RECORD EXCERPTS.
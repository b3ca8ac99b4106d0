//! Keyword → reply records.

use super::{require_non_empty, storage_err, Store};
use parrot_core::{
    error::ParrotError,
    qa::{ContentItem, DeleteOutcome, GroupKeywords},
};
use tracing::{debug, info, warn};

impl Store {
    /// Register `keyword` in `group_id`, replacing any earlier replies for it.
    pub async fn add(
        &self,
        group_id: &str,
        keyword: &str,
        replies: &[ContentItem],
    ) -> Result<(), ParrotError> {
        require_non_empty("group_id", group_id)?;
        require_non_empty("keyword", keyword)?;
        if replies.is_empty() {
            return Err(ParrotError::InvalidArgument(
                "a keyword needs at least one reply part".into(),
            ));
        }
        for reply in replies {
            reply.validate()?;
        }
        self.ensure_open()?;

        let json = serde_json::to_string(replies)?;

        sqlx::query(
            "INSERT INTO qa_entries (group_id, keyword, replies) VALUES (?, ?, ?) \
             ON CONFLICT(group_id, keyword) DO UPDATE SET replies = excluded.replies, \
             updated_at = datetime('now')",
        )
        .bind(group_id)
        .bind(keyword)
        .bind(&json)
        .execute(&self.pool)
        .await
        .map_err(storage_err("upsert keyword failed"))?;

        info!(
            "keyword saved: group={group_id} keyword={keyword:?} parts={}",
            replies.len()
        );
        Ok(())
    }

    /// Remove `keyword` from `group_id`.
    pub async fn delete(&self, group_id: &str, keyword: &str) -> Result<DeleteOutcome, ParrotError> {
        require_non_empty("group_id", group_id)?;
        require_non_empty("keyword", keyword)?;
        self.ensure_open()?;

        let result = sqlx::query("DELETE FROM qa_entries WHERE group_id = ? AND keyword = ?")
            .bind(group_id)
            .bind(keyword)
            .execute(&self.pool)
            .await
            .map_err(storage_err("delete keyword failed"))?;

        if result.rows_affected() > 0 {
            info!("keyword deleted: group={group_id} keyword={keyword:?}");
            Ok(DeleteOutcome::Removed)
        } else {
            debug!("keyword not found for delete: group={group_id} keyword={keyword:?}");
            Ok(DeleteOutcome::NotFound)
        }
    }

    /// Replies for an exact keyword; empty when it is not registered.
    pub async fn get(&self, group_id: &str, keyword: &str) -> Result<Vec<ContentItem>, ParrotError> {
        self.ensure_open()?;

        let row: Option<(String,)> =
            sqlx::query_as("SELECT replies FROM qa_entries WHERE group_id = ? AND keyword = ?")
                .bind(group_id)
                .bind(keyword)
                .fetch_optional(&self.pool)
                .await
                .map_err(storage_err("query failed"))?;

        match row {
            Some((json,)) => Ok(serde_json::from_str(&json)?),
            None => Ok(Vec::new()),
        }
    }

    /// Snapshot of every keyword in the group, in registration order.
    ///
    /// Rows whose reply JSON cannot be decoded are skipped with a warning so
    /// one bad row does not silence the whole group.
    pub async fn list_for_group(&self, group_id: &str) -> Result<GroupKeywords, ParrotError> {
        self.ensure_open()?;

        let rows: Vec<(String, String)> = sqlx::query_as(
            "SELECT keyword, replies FROM qa_entries WHERE group_id = ? ORDER BY rowid",
        )
        .bind(group_id)
        .fetch_all(&self.pool)
        .await
        .map_err(storage_err("query failed"))?;

        let entries = rows
            .into_iter()
            .filter_map(|(keyword, json)| {
                match serde_json::from_str::<Vec<ContentItem>>(&json) {
                    Ok(replies) => Some((keyword, replies)),
                    Err(e) => {
                        warn!("skipping undecodable replies for {keyword:?} in {group_id}: {e}");
                        None
                    }
                }
            })
            .collect();

        Ok(GroupKeywords::new(entries))
    }

    /// Number of keywords registered in the group.
    pub async fn count_for_group(&self, group_id: &str) -> Result<i64, ParrotError> {
        self.ensure_open()?;

        let (count,): (i64,) = sqlx::query_as("SELECT COUNT(*) FROM qa_entries WHERE group_id = ?")
            .bind(group_id)
            .fetch_one(&self.pool)
            .await
            .map_err(storage_err("query failed"))?;

        Ok(count)
    }
}
//! Word segmentation for mixed Chinese/Latin text.

use jieba_rs::Jieba;
use std::sync::LazyLock;

/// Dictionary-backed segmenter, loaded on first use and shared read-only.
static JIEBA: LazyLock<Jieba> = LazyLock::new(Jieba::new);

/// Load the segmentation dictionary now instead of on the first message.
pub fn warm_up() {
    LazyLock::force(&JIEBA);
}

/// Split `text` into word-like tokens.
///
/// Whitespace and punctuation-only pieces are dropped. Calling this twice on
/// the same input yields the same sequence.
pub fn segment(text: &str) -> Vec<&str> {
    JIEBA
        .cut(text, true)
        .into_iter()
        .filter(|token| token.chars().any(char::is_alphanumeric))
        .collect()
}

#[cfg(test)]
mod tests {
    use super::*;

    #[test]
    fn test_latin_words_split_on_spaces() {
        assert_eq!(segment("hello world"), vec!["hello", "world"]);
    }

    #[test]
    fn test_punctuation_dropped() {
        assert_eq!(segment("hi, there!"), vec!["hi", "there"]);
        assert!(segment("?!  ...").is_empty());
    }

    #[test]
    fn test_chinese_tokens_cover_input() {
        let tokens = segment("新手攻略");
        assert!(!tokens.is_empty());
        assert_eq!(tokens.concat(), "新手攻略");
    }

    #[test]
    fn test_empty_input() {
        assert!(segment("").is_empty());
    }

    #[test]
    fn test_segment_is_restartable() {
        let text = "我想要一份地图 please";
        assert_eq!(segment(text), segment(text));
    }
}
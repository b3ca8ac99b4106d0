//! Long-polling update loop and Channel trait implementation.

use super::types::{TgChatMember, TgFile, TgMessage, TgResponse, TgUpdate};
use super::{parse_chat_id, request_err, TelegramChannel};
use async_trait::async_trait;
use parrot_core::{
    error::ParrotError,
    message::{Attachment, AttachmentType, IncomingMessage, OutgoingMessage},
    traits::{Channel, MemberRole},
};
use tokio::sync::mpsc;
use tracing::{debug, error, info};
use uuid::Uuid;

#[async_trait]
impl Channel for TelegramChannel {
    fn name(&self) -> &str {
        "telegram"
    }

    async fn start(&self) -> Result<mpsc::Receiver<IncomingMessage>, ParrotError> {
        self.register_commands().await;

        let (tx, rx) = mpsc::channel(64);
        let client = self.client.clone();
        let base_url = self.base_url.clone();
        let allowed_groups = self.config.allowed_groups.clone();
        let last_update_id = self.last_update_id.clone();

        info!("Telegram channel starting long polling...");

        tokio::spawn(async move {
            let mut backoff_secs: u64 = 1;

            loop {
                let last = last_update_id.lock().await;
                let offset = last.map(|id| id + 1);
                drop(last);

                let mut url = format!("{base_url}/getUpdates?timeout=30");
                if let Some(off) = offset {
                    url.push_str(&format!("&offset={off}"));
                }

                let resp = match client
                    .get(&url)
                    .timeout(std::time::Duration::from_secs(35))
                    .send()
                    .await
                {
                    Ok(r) => r,
                    Err(e) => {
                        error!(
                            "telegram poll error (retry in {backoff_secs}s): {}",
                            e.without_url()
                        );
                        tokio::time::sleep(std::time::Duration::from_secs(backoff_secs)).await;
                        backoff_secs = (backoff_secs * 2).min(60);
                        continue;
                    }
                };

                let body: TgResponse<Vec<TgUpdate>> = match resp.json().await {
                    Ok(b) => b,
                    Err(e) => {
                        error!(
                            "telegram parse error (retry in {backoff_secs}s): {}",
                            e.without_url()
                        );
                        tokio::time::sleep(std::time::Duration::from_secs(backoff_secs)).await;
                        backoff_secs = (backoff_secs * 2).min(60);
                        continue;
                    }
                };

                if !body.ok {
                    error!(
                        "telegram API error (retry in {backoff_secs}s): {}",
                        body.description.unwrap_or_default()
                    );
                    tokio::time::sleep(std::time::Duration::from_secs(backoff_secs)).await;
                    backoff_secs = (backoff_secs * 2).min(60);
                    continue;
                }

                // Successful poll, reset backoff.
                backoff_secs = 1;

                let updates = body.result.unwrap_or_default();

                if let Some(last_update) = updates.last() {
                    *last_update_id.lock().await = Some(last_update.update_id);
                }

                for update in updates {
                    let Some(msg) = update.message else {
                        continue;
                    };

                    if msg.chat.is_group()
                        && !allowed_groups.is_empty()
                        && !allowed_groups.contains(&msg.chat.id)
                    {
                        debug!("ignoring message from group {} (not allowed)", msg.chat.id);
                        continue;
                    }

                    let Some(incoming) = to_incoming(msg) else {
                        continue;
                    };

                    if tx.send(incoming).await.is_err() {
                        info!("telegram channel receiver dropped, stopping poll");
                        return;
                    }
                }
            }
        });

        Ok(rx)
    }

    async fn send(&self, message: OutgoingMessage) -> Result<(), ParrotError> {
        let chat_id_str = message
            .reply_target
            .as_deref()
            .ok_or_else(|| ParrotError::Channel("no reply_target on outgoing message".into()))?;

        let chat_id = parse_chat_id(chat_id_str)?;
        self.send_text(chat_id, &message.text).await
    }

    async fn send_photo(
        &self,
        target: &str,
        image: &[u8],
        caption: &str,
    ) -> Result<(), ParrotError> {
        let chat_id = parse_chat_id(target)?;
        self.send_photo_bytes(chat_id, image, caption).await
    }

    async fn download(&self, attachment: &Attachment) -> Result<Vec<u8>, ParrotError> {
        if let Some(ref data) = attachment.data {
            return Ok(data.clone());
        }
        let file_id = attachment
            .file_id
            .as_deref()
            .ok_or_else(|| ParrotError::Channel("attachment has no file_id".into()))?;

        let url = self.resolve_file_url(file_id).await?;
        let resp = self
            .client
            .get(&url)
            .send()
            .await
            .map_err(|e| request_err("telegram file download failed", e))?;

        let status = resp.status();
        if !status.is_success() {
            return Err(ParrotError::Channel(format!(
                "telegram file download failed ({status})"
            )));
        }

        let bytes = resp
            .bytes()
            .await
            .map_err(|e| request_err("telegram file read failed", e))?;
        debug!("downloaded telegram file ({} bytes)", bytes.len());
        Ok(bytes.to_vec())
    }

    async fn member_role(&self, group_id: &str, user_id: &str) -> Result<MemberRole, ParrotError> {
        let chat_id = parse_chat_id(group_id)?;
        let url = format!(
            "{}/getChatMember?chat_id={chat_id}&user_id={user_id}",
            self.base_url
        );

        let resp: TgResponse<TgChatMember> = self
            .client
            .get(&url)
            .send()
            .await
            .map_err(|e| request_err("telegram getChatMember failed", e))?
            .json()
            .await
            .map_err(|e| request_err("telegram getChatMember parse failed", e))?;

        match resp.result {
            Some(member) if resp.ok => Ok(member.role()),
            _ => Err(ParrotError::Channel(format!(
                "telegram getChatMember error: {}",
                resp.description.unwrap_or_default()
            ))),
        }
    }

    async fn stop(&self) -> Result<(), ParrotError> {
        info!("Telegram channel stopped");
        Ok(())
    }
}

/// Convert a Telegram message into the channel-neutral form.
///
/// Photos are referenced by file id and only downloaded on demand.
/// Returns `None` for messages without a sender or without usable content.
pub(crate) fn to_incoming(msg: TgMessage) -> Option<IncomingMessage> {
    let user = msg.from?;

    let text = msg.text.or(msg.caption).unwrap_or_default();
    // Telegram sends multiple sizes; the last is the largest.
    let attachments: Vec<Attachment> = msg
        .photo
        .and_then(|sizes| sizes.into_iter().last())
        .map(|largest| Attachment {
            file_type: AttachmentType::Image,
            file_id: Some(largest.file_id),
            data: None,
            filename: Some(format!("{}.jpg", Uuid::new_v4())),
        })
        .into_iter()
        .collect();

    if text.is_empty() && attachments.is_empty() {
        return None;
    }

    let chat_id = msg.chat.id.to_string();
    let group_id = msg.chat.is_group().then(|| chat_id.clone());

    Some(IncomingMessage {
        id: Uuid::new_v4(),
        channel: "telegram".to_string(),
        sender_id: user.id.to_string(),
        sender_name: Some(user.display_name()),
        text,
        timestamp: chrono::Utc::now(),
        attachments,
        reply_target: Some(chat_id),
        group_id,
    })
}

impl TelegramChannel {
    /// Resolve a file_id to a download URL via `getFile`.
    async fn resolve_file_url(&self, file_id: &str) -> Result<String, ParrotError> {
        let url = format!("{}/getFile?file_id={file_id}", self.base_url);
        let resp: TgResponse<TgFile> = self
            .client
            .get(&url)
            .send()
            .await
            .map_err(|e| request_err("telegram getFile failed", e))?
            .json()
            .await
            .map_err(|e| request_err("telegram getFile parse failed", e))?;

        let file_path = resp
            .result
            .and_then(|f| f.file_path)
            .ok_or_else(|| ParrotError::Channel("telegram getFile returned no file_path".into()))?;

        Ok(self.file_url(&file_path))
    }
}
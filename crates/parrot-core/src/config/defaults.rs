//! Default value functions for serde.

use std::collections::BTreeMap;

pub(super) fn default_name() -> String {
    "Parrot".to_string()
}
pub(super) fn default_data_dir() -> String {
    "~/.parrot".to_string()
}
pub(super) fn default_log_level() -> String {
    "info".to_string()
}
pub(super) fn default_true() -> bool {
    true
}
pub(super) fn default_db_path() -> String {
    "~/.parrot/qa.db".to_string()
}
pub(super) fn default_max_connections() -> u32 {
    4
}
pub(super) fn default_invite_timeout() -> u64 {
    10
}
pub(super) fn default_registration_timeout() -> u64 {
    60
}

pub(super) fn default_invite_triggers() -> Vec<String> {
    vec!["邀请码".to_string(), "invitation code".to_string()]
}

/// Head nouns that commonly anchor a question ("where is the map", "新手攻略").
pub(super) fn default_core_words() -> BTreeMap<String, Vec<String>> {
    let mut words = BTreeMap::new();
    words.insert(
        "en".to_string(),
        ["map", "guide", "tutorial", "help", "instructions"]
            .iter()
            .map(|s| s.to_string())
            .collect(),
    );
    words.insert(
        "zh".to_string(),
        ["地图", "攻略", "指南", "教程", "帮助", "说明"]
            .iter()
            .map(|s| s.to_string())
            .collect(),
    );
    words
}
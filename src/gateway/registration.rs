//! Interactive keyword registration: `/addkw` waits for the sender's next message.

use super::Gateway;
use crate::{commands, media};
use parrot_core::{
    message::{IncomingMessage, OutgoingMessage},
    qa::ContentItem,
};
use parrot_memory::audit::{AuditAction, AuditStatus};
use std::collections::HashMap;
use std::sync::Arc;
use std::time::{Duration, Instant};
use tokio::sync::Mutex;
use tracing::{error, info, warn};

pub(super) const AWAITING_REPLY: &str = "Send the reply for this keyword";
pub(super) const KEYWORD_ADDED: &str = "Keyword added";
pub(super) const NOTHING_TO_SAVE: &str = "Nothing to save";
pub(super) const TIMED_OUT: &str = "Timed out waiting for the keyword reply";

/// How often expired sessions are swept.
const SWEEP_INTERVAL: Duration = Duration::from_secs(5);

/// Identifies whose next message completes a registration.
#[derive(Debug, Clone, PartialEq, Eq, Hash)]
pub(super) struct SessionKey {
    pub channel: String,
    pub group_id: String,
    pub sender_id: String,
}

impl SessionKey {
    pub fn of(incoming: &IncomingMessage, group_id: &str) -> Self {
        Self {
            channel: incoming.channel.clone(),
            group_id: group_id.to_string(),
            sender_id: incoming.sender_id.clone(),
        }
    }
}

/// A keyword waiting for its reply.
#[derive(Debug, Clone)]
pub(super) struct PendingRegistration {
    pub keyword: String,
    pub reply_target: Option<String>,
    started: Instant,
}

/// A session removed by [`Registrations::take`].
#[derive(Debug)]
pub(super) enum Claim {
    Active(PendingRegistration),
    Expired(PendingRegistration),
}

/// Open registration sessions with a shared timeout.
pub(super) struct Registrations {
    sessions: Mutex<HashMap<SessionKey, PendingRegistration>>,
    timeout: Duration,
}

impl Registrations {
    pub fn new(timeout: Duration) -> Self {
        Self {
            sessions: Mutex::new(HashMap::new()),
            timeout,
        }
    }

    /// Open (or restart) a session. A newer `/addkw` replaces the older one.
    pub async fn begin(&self, key: SessionKey, keyword: String, reply_target: Option<String>) {
        self.sessions.lock().await.insert(
            key,
            PendingRegistration {
                keyword,
                reply_target,
                started: Instant::now(),
            },
        );
    }

    /// Remove the session for `key`, if any.
    pub async fn take(&self, key: &SessionKey) -> Option<Claim> {
        let pending = self.sessions.lock().await.remove(key)?;
        if pending.started.elapsed() >= self.timeout {
            Some(Claim::Expired(pending))
        } else {
            Some(Claim::Active(pending))
        }
    }

    /// Drop and return every expired session.
    pub async fn sweep_expired(&self) -> Vec<(SessionKey, PendingRegistration)> {
        let mut sessions = self.sessions.lock().await;
        let expired: Vec<SessionKey> = sessions
            .iter()
            .filter(|(_, p)| p.started.elapsed() >= self.timeout)
            .map(|(k, _)| k.clone())
            .collect();

        expired
            .into_iter()
            .filter_map(|k| sessions.remove(&k).map(|p| (k, p)))
            .collect()
    }

    #[cfg(test)]
    pub async fn len(&self) -> usize {
        self.sessions.lock().await.len()
    }
}

impl Gateway {
    /// Turn the sender's message into reply parts and save the keyword.
    pub(super) async fn complete_registration(
        &self,
        incoming: &IncomingMessage,
        group_id: &str,
        pending: PendingRegistration,
    ) {
        let keyword = pending.keyword;
        let mut parts = Vec::new();

        if !incoming.text.is_empty() {
            match ContentItem::text(incoming.text.as_str()) {
                Ok(item) => parts.push(item),
                Err(e) => warn!("skipping text part: {e}"),
            }
        }

        let channel = self.channels.get(&incoming.channel);
        if let (Some(image), Some(channel)) = (incoming.image(), channel) {
            if let Some(path) = media::save_reply_image(
                channel.as_ref(),
                image,
                &self.data_dir,
                group_id,
                &keyword,
            )
            .await
            {
                match ContentItem::image(path) {
                    Ok(item) => parts.push(item),
                    Err(e) => warn!("skipping image part: {e}"),
                }
            }
        }

        if parts.is_empty() {
            self.send_text(incoming, NOTHING_TO_SAVE).await;
            return;
        }

        let part_count = parts.len();
        let reply = match self.store.add(group_id, &keyword, &parts).await {
            Ok(()) => {
                commands::audit(
                    &self.audit,
                    incoming,
                    group_id,
                    AuditAction::AddKeyword,
                    Some(&keyword),
                    AuditStatus::Ok,
                    Some(format!("{part_count} part(s)")),
                )
                .await;
                KEYWORD_ADDED
            }
            Err(e) => {
                error!("failed to add keyword {keyword:?} in {group_id}: {e}");
                commands::audit(
                    &self.audit,
                    incoming,
                    group_id,
                    AuditAction::AddKeyword,
                    Some(&keyword),
                    AuditStatus::Error,
                    Some(e.to_string()),
                )
                .await;
                "Failed to add the keyword"
            }
        };

        self.send_text(incoming, reply).await;
    }

    /// Periodically expire registration sessions and tell the group.
    pub(super) async fn registration_sweeper(self: Arc<Self>) {
        let mut interval = tokio::time::interval(SWEEP_INTERVAL);
        loop {
            interval.tick().await;
            for (key, pending) in self.registrations.sweep_expired().await {
                info!(
                    "registration for {:?} by {} in {} timed out",
                    pending.keyword, key.sender_id, key.group_id
                );
                let Some(channel) = self.channels.get(&key.channel) else {
                    continue;
                };
                let msg = OutgoingMessage::new(TIMED_OUT, pending.reply_target.clone());
                if let Err(e) = channel.send(msg).await {
                    error!("failed to send timeout notice: {e}");
                }
            }
        }
    }
}
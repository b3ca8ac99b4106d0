//! # parrot-core
//!
//! Core types, traits, configuration, and error handling for the Parrot bot.

pub mod config;
pub mod error;
pub mod message;
pub mod qa;
pub mod traits;

pub use config::shellexpand;
//! # parrot-matcher
//!
//! Decides whether a group message triggers a registered keyword.
//!
//! Strategies run in order and the first success wins:
//! substring, `re:` regex, token coverage, core-word overlap.

pub mod matcher;
pub mod tokenizer;

pub use matcher::{is_match, Matcher, Strategy};
pub use tokenizer::segment;
//! Informational handlers: /kwstatus, /help.

use super::CommandContext;

pub(super) async fn handle_status(ctx: &CommandContext<'_>) -> String {
    let elapsed = ctx.uptime.elapsed();
    let hours = elapsed.as_secs() / 3600;
    let minutes = (elapsed.as_secs() % 3600) / 60;
    let secs = elapsed.as_secs() % 60;

    let keywords = ctx
        .store
        .count_for_group(ctx.group_id)
        .await
        .map(|n| n.to_string())
        .unwrap_or_else(|_| "unknown".to_string());

    let admin_actions = ctx
        .audit
        .count_for_group(ctx.group_id)
        .await
        .map(|n| n.to_string())
        .unwrap_or_else(|_| "unknown".to_string());

    let db_size = ctx
        .store
        .db_size()
        .await
        .map(format_bytes)
        .unwrap_or_else(|_| "unknown".to_string());

    format!(
        "Parrot status\n\
         Keywords in this group: {keywords}\n\
         Admin actions recorded: {admin_actions}\n\
         Database: {db_size}\n\
         Uptime: {hours}h {minutes}m {secs}s"
    )
}

pub(super) fn handle_help() -> String {
    "Commands\n\
     /addkw <keyword> - add a keyword; your next message becomes the reply (admins)\n\
     /delkw <keyword> - delete a keyword (admins)\n\
     /querykw <keyword> - show the replies of a keyword\n\
     /setinvite <url> - set the invitation code URL (admins)\n\
     /kwstatus - keyword count and bot status\n\
     /help - this message"
        .to_string()
}

fn format_bytes(bytes: u64) -> String {
    if bytes < 1024 {
        format!("{bytes} B")
    } else if bytes < 1024 * 1024 {
        format!("{:.1} KB", bytes as f64 / 1024.0)
    } else {
        format!("{:.1} MB", bytes as f64 / (1024.0 * 1024.0))
    }
}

WORK REQUEST. Display each line of the data where "SessionKey" occurs.

EXERCISE RESULT.
pub(super) struct SessionKey {
impl SessionKey {
    sessions: Mutex<HashMap<SessionKey, PendingRegistration>>,
    pub async fn begin(&self, key: SessionKey, keyword: String, reply_target: Option<String>) {
    pub async fn take(&self, key: &SessionKey) -> Option<Claim> {
    pub async fn sweep_expired(&self) -> Vec<(SessionKey, PendingRegistration)> {
        let expired: Vec<SessionKey> = sessions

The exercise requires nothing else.